If you don’t have insurance or have been injured in an accident, you can sue the at-fault driver for the medical bills. However, this will take time. The settlement or trial may take several months to complete. During this time, you will still have to pay the medical bills.

The expenses associated with medical care following a car accident will be shared between your car insurance company via PIP, your health insurance (at least for now), as well as the policy of the other driver if they are found to be at fault.

Tell the doctor that you were in an auto accident when you went to the hospital or visited the doctor. This is something that most offices have a checkbox for. To ensure that your insurance pays your claims, you should consult an attorney with experience in personal injury.
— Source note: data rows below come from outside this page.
//! Error types for the reshaping pipeline.
//!
//! - [`WorkbookError`] - Reading and parsing the uploaded workbook
//! - [`ExportError`] - Writing generated workbooks
//! - [`ConfigError`] - Township catalog loading and validation
//! - [`ReshapeError`] - Top-level processing pass errors
//! - [`ServerError`] - HTTP layer errors
//!
//! Error conversion is automatic via `From` implementations,
//! allowing `?` to work across error boundaries.

use thiserror::Error;

// =============================================================================
// Workbook Reading Errors
// =============================================================================

/// Errors while opening or reading the uploaded workbook.
#[derive(Debug, Error)]
pub enum WorkbookError {
    /// Failed to read file.
    #[error("Failed to read file: {0}")]
    IoError(#[from] std::io::Error),

    /// The bytes are not a workbook the reader understands.
    #[error("Unable to open workbook: {0}")]
    Open(String),

    /// A sheet could not be loaded.
    #[error("Unable to read sheet '{sheet}': {message}")]
    Sheet { sheet: String, message: String },

    /// Sheet is not part of the workbook.
    #[error("Sheet not found: {0}")]
    MissingSheet(String),
}

// =============================================================================
// Export Errors
// =============================================================================

/// Errors while writing a generated workbook.
#[derive(Debug, Error)]
pub enum ExportError {
    /// Spreadsheet writer failure.
    #[error("Spreadsheet writer error: {0}")]
    Xlsx(#[from] rust_xlsxwriter::XlsxError),

    /// Failed to write the file to disk.
    #[error("Failed to write file: {0}")]
    IoError(#[from] std::io::Error),

    /// Too many rows or columns for one worksheet.
    #[error("Sheet '{sheet}' exceeds worksheet limits: {message}")]
    TooLarge { sheet: String, message: String },
}

// =============================================================================
// Configuration Errors
// =============================================================================

/// Errors while loading the township catalog.
#[derive(Debug, Error)]
pub enum ConfigError {
    /// Catalog file could not be read.
    #[error("Catalog IO error: {0}")]
    IoError(#[from] std::io::Error),

    /// Catalog file is not valid JSON.
    #[error("Catalog JSON error: {0}")]
    JsonError(#[from] serde_json::Error),

    /// Catalog content breaks a sheet-name rule.
    #[error("Invalid catalog: {0}")]
    InvalidCatalog(String),
}

// =============================================================================
// Reshape Errors (top-level)
// =============================================================================

/// Errors that abort a processing pass.
///
/// This is the error type returned by the pipeline stages; the pass itself
/// turns it into a single error log line.
#[derive(Debug, Error)]
pub enum ReshapeError {
    /// Workbook reading error.
    #[error("{0}")]
    Workbook(#[from] WorkbookError),

    /// Workbook writing error.
    #[error("{0}")]
    Export(#[from] ExportError),

    /// Summary column pattern could not be compiled.
    #[error("Invalid summary column pattern: {0}")]
    Pattern(#[from] regex::Error),
}

// =============================================================================
// Server Errors
// =============================================================================

/// HTTP server errors.
#[derive(Debug, Error)]
pub enum ServerError {
    /// Invalid request.
    #[error("Invalid request: {0}")]
    BadRequest(String),

    /// Job or file not found.
    #[error("Not found: {0}")]
    NotFound(String),

    /// Server internal error.
    #[error("Internal server error: {0}")]
    Internal(String),
}

// =============================================================================
// Result Type Aliases
// =============================================================================

/// Result type for workbook reading.
pub type WorkbookResult<T> = Result<T, WorkbookError>;

/// Result type for workbook writing.
pub type ExportResult<T> = Result<T, ExportError>;

/// Result type for configuration.
pub type ConfigResult<T> = Result<T, ConfigError>;

/// Result type for pipeline stages.
pub type ReshapeResult<T> = Result<T, ReshapeError>;

/// Result type for server operations.
pub type ServerResult<T> = Result<T, ServerError>;
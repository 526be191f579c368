//! Transformation module.
//!
//! This module turns one uploaded workbook into the generated workbooks:
//! - Classify: Sort sheets into row-style and column-style townships
//! - Clean: Trim text and tag row-style sheets
//! - Summary: Build the two summary tables
//! - Pipeline: Main reshape pipeline

pub mod classify;
pub mod clean;
pub mod pipeline;
pub mod summary;

pub use classify::{classify, Classification};
pub use clean::{clean_column_sheet, clean_row_sheet, trim_text_cells};
pub use pipeline::*;
pub use summary::{column_projection, row_summary, ColumnFilter};
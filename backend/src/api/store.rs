//! Job Store - Keep generated workbooks available for download
//!
//! Files live in memory only. The store holds the most recent jobs and
//! drops the oldest once it is full.

use chrono::{DateTime, Utc};
use std::collections::VecDeque;
use std::sync::{Mutex, MutexGuard};
use uuid::Uuid;

use crate::config::MAX_STORED_JOBS;
use crate::export::OutputFile;

/// Generated files of one upload
#[derive(Debug, Clone)]
pub struct StoredJob {
    /// Unique identifier
    pub id: String,
    /// Name of the uploaded workbook
    pub source_name: String,
    /// Creation timestamp
    pub created_at: DateTime<Utc>,
    /// Files offered for download
    pub files: Vec<OutputFile>,
}

impl StoredJob {
    /// Find a file by its download name
    pub fn file(&self, file_name: &str) -> Option<&OutputFile> {
        self.files.iter().find(|f| f.file_name() == file_name)
    }
}

/// Bounded store of recent jobs, oldest first
pub struct JobStore {
    capacity: usize,
    jobs: Mutex<VecDeque<StoredJob>>,
}

impl JobStore {
    pub fn new() -> Self {
        Self::with_capacity(MAX_STORED_JOBS)
    }

    pub fn with_capacity(capacity: usize) -> Self {
        Self {
            capacity: capacity.max(1),
            jobs: Mutex::new(VecDeque::new()),
        }
    }

    fn lock(&self) -> MutexGuard<'_, VecDeque<StoredJob>> {
        // A panic while holding the lock leaves the queue itself intact
        self.jobs.lock().unwrap_or_else(|poisoned| poisoned.into_inner())
    }

    /// Store files under a fresh job id and return it
    pub fn insert(&self, source_name: &str, files: Vec<OutputFile>) -> String {
        let job = StoredJob {
            id: Uuid::new_v4().to_string(),
            source_name: source_name.to_string(),
            created_at: Utc::now(),
            files,
        };
        let id = job.id.clone();

        let mut jobs = self.lock();
        while jobs.len() >= self.capacity {
            jobs.pop_front();
        }
        jobs.push_back(job);
        id
    }

    /// Get one file of a job
    pub fn file(&self, id: &str, file_name: &str) -> Option<OutputFile> {
        self.lock()
            .iter()
            .find(|j| j.id == id)
            .and_then(|j| j.file(file_name).cloned())
    }

    pub fn len(&self) -> usize {
        self.lock().len()
    }
}

impl Default for JobStore {
    fn default() -> Self {
        Self::new()
    }
}

#[cfg(test)]
mod tests {
    use super::*;
    use crate::export::OutputKind;
    use crate::models::Table;

    fn final_file() -> OutputFile {
        let table = Table::new(vec!["A".into()]);
        OutputFile::build(OutputKind::Final, &[("Kutkai", &table)]).unwrap()
    }

    #[test]
    fn test_insert_and_fetch() {
        let store = JobStore::new();
        let id = store.insert("upload.xlsx", vec![final_file()]);

        let file = store.file(&id, "Final_Restructured_Data.xlsx").unwrap();
        assert_eq!(file.sheet_names, vec!["Kutkai"]);
        assert!(store.file(&id, "Row_Style_Sheets.xlsx").is_none());
        assert!(store.file("unknown", "Final_Restructured_Data.xlsx").is_none());
    }

    #[test]
    fn test_oldest_job_evicted() {
        let store = JobStore::with_capacity(2);
        let name = "Final_Restructured_Data.xlsx";
        let first = store.insert("a.xlsx", vec![final_file()]);
        let second = store.insert("b.xlsx", vec![final_file()]);
        let third = store.insert("c.xlsx", vec![final_file()]);

        assert_eq!(store.len(), 2);
        assert!(store.file(&first, name).is_none());
        assert!(store.file(&second, name).is_some());
        assert!(store.file(&third, name).is_some());
    }
}
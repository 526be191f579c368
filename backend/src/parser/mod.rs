//! Workbook reader built on calamine.
//!
//! Turns an uploaded workbook into [`Table`]s: the first row of each sheet's
//! used range is the header, the following non-blank rows are data.

use calamine::{open_workbook_auto_from_rs, Data, Range, Reader, Sheets};
use chrono::{NaiveDate, NaiveDateTime};
use std::collections::HashSet;
use std::io::Cursor;
use std::path::Path;

use crate::error::{WorkbookError, WorkbookResult};
use crate::models::{CellValue, Table};

/// Anything the pipeline can pull named sheets from.
pub trait SheetSource {
    /// Sheet names in workbook order.
    fn sheet_names(&self) -> &[String];

    /// Load one sheet as a table.
    fn load_table(&mut self, sheet: &str) -> WorkbookResult<Table>;
}

/// An uploaded workbook held fully in memory.
pub struct SourceWorkbook {
    sheets: Sheets<Cursor<Vec<u8>>>,
    sheet_names: Vec<String>,
}

impl SourceWorkbook {
    /// Open a workbook from raw bytes (xlsx, xlsm, xlsb, xls or ods).
    pub fn from_bytes(bytes: &[u8]) -> WorkbookResult<Self> {
        let sheets = open_workbook_auto_from_rs(Cursor::new(bytes.to_vec()))
            .map_err(|e| WorkbookError::Open(e.to_string()))?;
        let sheet_names = sheets.sheet_names();

        Ok(Self {
            sheets,
            sheet_names,
        })
    }

    /// Open a workbook file from disk.
    pub fn open<P: AsRef<Path>>(path: P) -> WorkbookResult<Self> {
        let bytes = std::fs::read(path.as_ref())?;
        Self::from_bytes(&bytes)
    }

    /// Sheet names in workbook order.
    pub fn sheet_names(&self) -> &[String] {
        &self.sheet_names
    }

    /// Load one sheet as a table.
    pub fn load_table(&mut self, sheet: &str) -> WorkbookResult<Table> {
        if !self.sheet_names.iter().any(|n| n == sheet) {
            return Err(WorkbookError::MissingSheet(sheet.to_string()));
        }

        let range = self
            .sheets
            .worksheet_range(sheet)
            .map_err(|e| WorkbookError::Sheet {
                sheet: sheet.to_string(),
                message: e.to_string(),
            })?;

        Ok(range_to_table(&range))
    }
}

impl SheetSource for SourceWorkbook {
    fn sheet_names(&self) -> &[String] {
        &self.sheet_names
    }

    fn load_table(&mut self, sheet: &str) -> WorkbookResult<Table> {
        SourceWorkbook::load_table(self, sheet)
    }
}

/// Convert a used range into a table.
///
/// The used range starts at the first non-empty column; blank leading columns
/// are restored so every column keeps its sheet position.
pub fn range_to_table(range: &Range<Data>) -> Table {
    let mut rows = range.rows();

    let Some(header_row) = rows.next() else {
        return Table::default();
    };

    let leading = range.start().map_or(0, |(_, col)| col as usize);

    let mut header = vec![Data::Empty; leading];
    header.extend_from_slice(header_row);

    let mut table = Table::new(header_names(&header));
    for row in rows {
        let cells: Vec<CellValue> = row.iter().map(convert_cell).collect();
        if cells.iter().all(CellValue::is_empty) {
            continue;
        }
        let mut padded = vec![CellValue::Empty; leading];
        padded.extend(cells);
        table.push_row(padded);
    }
    table
}

/// Render header cells into unique column names.
///
/// Blank headers become `Unnamed: <index>`; repeated names get `.1`, `.2`, ...
pub fn header_names(row: &[Data]) -> Vec<String> {
    let mut used: HashSet<String> = HashSet::new();
    let mut names = Vec::with_capacity(row.len());

    for (idx, cell) in row.iter().enumerate() {
        let rendered = convert_cell(cell).render();
        let base = if rendered.is_empty() {
            format!("Unnamed: {}", idx)
        } else {
            rendered
        };

        let mut name = base.clone();
        let mut suffix = 1;
        while used.contains(&name) {
            name = format!("{}.{}", base, suffix);
            suffix += 1;
        }

        used.insert(name.clone());
        names.push(name);
    }

    names
}

/// Map a calamine cell onto the crate's cell model.
pub fn convert_cell(cell: &Data) -> CellValue {
    match cell {
        Data::Empty => CellValue::Empty,
        Data::String(s) => CellValue::Text(s.clone()),
        Data::Float(f) => CellValue::Number(*f),
        Data::Int(i) => CellValue::Number(*i as f64),
        Data::Bool(b) => CellValue::Bool(*b),
        Data::DateTime(dt) => {
            if dt.is_duration() {
                return CellValue::Number(dt.as_f64());
            }
            // Serials below one day hold a time of day, not a date
            if (0.0..1.0).contains(&dt.as_f64()) {
                if let Some(time) = dt.as_datetime().map(|d| d.time()) {
                    return CellValue::Time(time);
                }
            }
            dt.as_datetime()
                .map(CellValue::DateTime)
                .unwrap_or_else(|| CellValue::Number(dt.as_f64()))
        }
        Data::DateTimeIso(s) => parse_iso_datetime(s)
            .map(CellValue::DateTime)
            .unwrap_or_else(|| CellValue::Text(s.clone())),
        Data::DurationIso(s) => CellValue::Text(s.clone()),
        Data::Error(e) => CellValue::Error(e.to_string()),
    }
}

fn parse_iso_datetime(s: &str) -> Option<NaiveDateTime> {
    NaiveDateTime::parse_from_str(s, "%Y-%m-%dT%H:%M:%S%.f")
        .ok()
        .or_else(|| {
            NaiveDate::parse_from_str(s, "%Y-%m-%d")
                .ok()
                .and_then(|d| d.and_hms_opt(0, 0, 0))
        })
}

#[cfg(test)]
mod tests {
    use super::*;
    use rust_xlsxwriter::{ExcelDateTime, Format, Workbook};

    fn sample_workbook() -> Vec<u8> {
        let mut workbook = Workbook::new();
        let date_format = Format::new().set_num_format("yyyy-mm-dd");

        let sheet = workbook.add_worksheet();
        sheet.set_name("Kutkai").unwrap();
        sheet.write_string(0, 0, "Name").unwrap();
        sheet.write_string(0, 2, "Name").unwrap();
        sheet.write_string(0, 3, "Visit Date").unwrap();
        sheet.write_string(1, 0, "  Aye Aye ").unwrap();
        sheet.write_number(1, 1, 42).unwrap();
        sheet.write_string(1, 2, "dup").unwrap();
        let date = ExcelDateTime::from_ymd(2024, 1, 15).unwrap();
        sheet
            .write_datetime_with_format(1, 3, &date, &date_format)
            .unwrap();
        // row 2 left blank on purpose
        sheet.write_string(3, 0, "Mya").unwrap();

        let other = workbook.add_worksheet();
        other.set_name("Notes").unwrap();
        other.write_string(0, 0, "free text").unwrap();

        workbook.save_to_buffer().unwrap()
    }

    #[test]
    fn test_sheet_names_in_workbook_order() {
        let wb = SourceWorkbook::from_bytes(&sample_workbook()).unwrap();
        assert_eq!(wb.sheet_names(), &["Kutkai", "Notes"]);
    }

    #[test]
    fn test_load_table_headers() {
        let mut wb = SourceWorkbook::from_bytes(&sample_workbook()).unwrap();
        let table = wb.load_table("Kutkai").unwrap();
        assert_eq!(
            table.columns(),
            &["Name", "Unnamed: 1", "Name.1", "Visit Date"]
        );
    }

    #[test]
    fn test_load_table_skips_blank_rows() {
        let mut wb = SourceWorkbook::from_bytes(&sample_workbook()).unwrap();
        let table = wb.load_table("Kutkai").unwrap();
        assert_eq!(table.height(), 2);
        assert_eq!(table.cell(1, "Name"), Some(&CellValue::text("Mya")));
        assert!(table.cell(1, "Visit Date").unwrap().is_empty());
    }

    #[test]
    fn test_load_table_cell_types() {
        let mut wb = SourceWorkbook::from_bytes(&sample_workbook()).unwrap();
        let table = wb.load_table("Kutkai").unwrap();

        // reading never trims
        assert_eq!(table.cell(0, "Name"), Some(&CellValue::text("  Aye Aye ")));
        assert_eq!(table.cell(0, "Unnamed: 1"), Some(&CellValue::Number(42.0)));

        let expected = NaiveDate::from_ymd_opt(2024, 1, 15)
            .unwrap()
            .and_hms_opt(0, 0, 0)
            .unwrap();
        assert_eq!(
            table.cell(0, "Visit Date"),
            Some(&CellValue::DateTime(expected))
        );
    }

    #[test]
    fn test_blank_leading_column_kept() {
        let mut workbook = Workbook::new();
        let sheet = workbook.add_worksheet();
        sheet.set_name("Muse").unwrap();
        sheet.write_string(0, 1, "Name").unwrap();
        sheet.write_string(0, 3, "Phone").unwrap();
        sheet.write_string(1, 1, "Aye").unwrap();
        let bytes = workbook.save_to_buffer().unwrap();

        let mut wb = SourceWorkbook::from_bytes(&bytes).unwrap();
        let table = wb.load_table("Muse").unwrap();
        assert_eq!(
            table.columns(),
            &["Unnamed: 0", "Name", "Unnamed: 2", "Phone"]
        );
        assert!(table.cell(0, "Unnamed: 0").unwrap().is_empty());
        assert_eq!(table.cell(0, "Name"), Some(&CellValue::text("Aye")));
    }

    #[test]
    fn test_time_of_day_cell() {
        let mut workbook = Workbook::new();
        let sheet = workbook.add_worksheet();
        sheet.set_name("Kutkai").unwrap();
        sheet.write_string(0, 0, "Visit Time").unwrap();
        sheet
            .write_number_with_format(1, 0, 8.5 / 24.0, &Format::new().set_num_format("hh:mm"))
            .unwrap();
        let bytes = workbook.save_to_buffer().unwrap();

        let mut wb = SourceWorkbook::from_bytes(&bytes).unwrap();
        let table = wb.load_table("Kutkai").unwrap();
        let expected = chrono::NaiveTime::from_hms_opt(8, 30, 0).unwrap();
        assert_eq!(table.cell(0, "Visit Time"), Some(&CellValue::Time(expected)));
    }

    #[test]
    fn test_missing_sheet() {
        let mut wb = SourceWorkbook::from_bytes(&sample_workbook()).unwrap();
        let err = wb.load_table("Muse").unwrap_err();
        assert!(matches!(err, WorkbookError::MissingSheet(_)));
    }

    #[test]
    fn test_garbage_bytes_rejected() {
        let result = SourceWorkbook::from_bytes(b"name;age\nAlice;30\n");
        assert!(matches!(result, Err(WorkbookError::Open(_))));
    }

    #[test]
    fn test_header_names_numeric_and_repeated() {
        let row = vec![
            Data::Float(2023.0),
            Data::String("x".into()),
            Data::String("x".into()),
            Data::String("x".into()),
            Data::Empty,
        ];
        assert_eq!(
            header_names(&row),
            vec!["2023", "x", "x.1", "x.2", "Unnamed: 4"]
        );
    }

    #[test]
    fn test_iso_datetime_cells() {
        let cell = convert_cell(&Data::DateTimeIso("2023-05-01".into()));
        assert_eq!(cell.render(), "2023-05-01");
        let odd = convert_cell(&Data::DateTimeIso("not a date".into()));
        assert_eq!(odd, CellValue::text("not a date"));
    }
}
They will clarify the parties responsible for paying your bills and advise you on how to use your medical insurance.

For medical expenses related to your accident, the doctor’s office and the hospital will bill you for PIP or Med-Pay if you have chosen to purchase it. The co-pays, an additional 20%, and all costs above $5,000 will be billed to your health insurance company.

Contact your car insurance company and your health insurance company to ensure that everything is appropriately billed and paid. Your insurance company can then request reimbursement from the Bodily Injury coverage of the other party for any medical expenses they have paid.

You can also file a claim against another insurance company if you were required to pay out-of-pocket costs while you were being treated for your injuries. To ensure you get the proper compensation for your injuries, your attorney will assist you in filing this claim.

You may be compensated for expenses such as deductibles and co-pays, future medical treatment you might need, compensation for your time off work, or for any pain and suffering that you have suffered. You will usually not be involved in your car, or health insurance companies request reimbursement from the other driver.

Uninsured Motorist Coverage

Uninsured motorist coverage (UM) covers you, the person with insurance, for damage caused by another driver without insurance. In the coverage for underinsured motorists (UIM), if the Bodily Injury coverage of another driver is insufficient to cover the economic and non-economic damages, the policyholder can receive assistance in making up the difference. The purpose of uninsured or underinsured motorist coverage is to provide coverage for the insured.

Uninsured or underinsured Motorist pays for medical bills beyond the PIP benefits. Future medical expenses lost wages, future losses of earning potential, and pain and suffering are not covered. This coverage can be purchased at a small monthly cost to offset the potential for catastrophic consequences in a crash involving an uninsured/underinsured driver.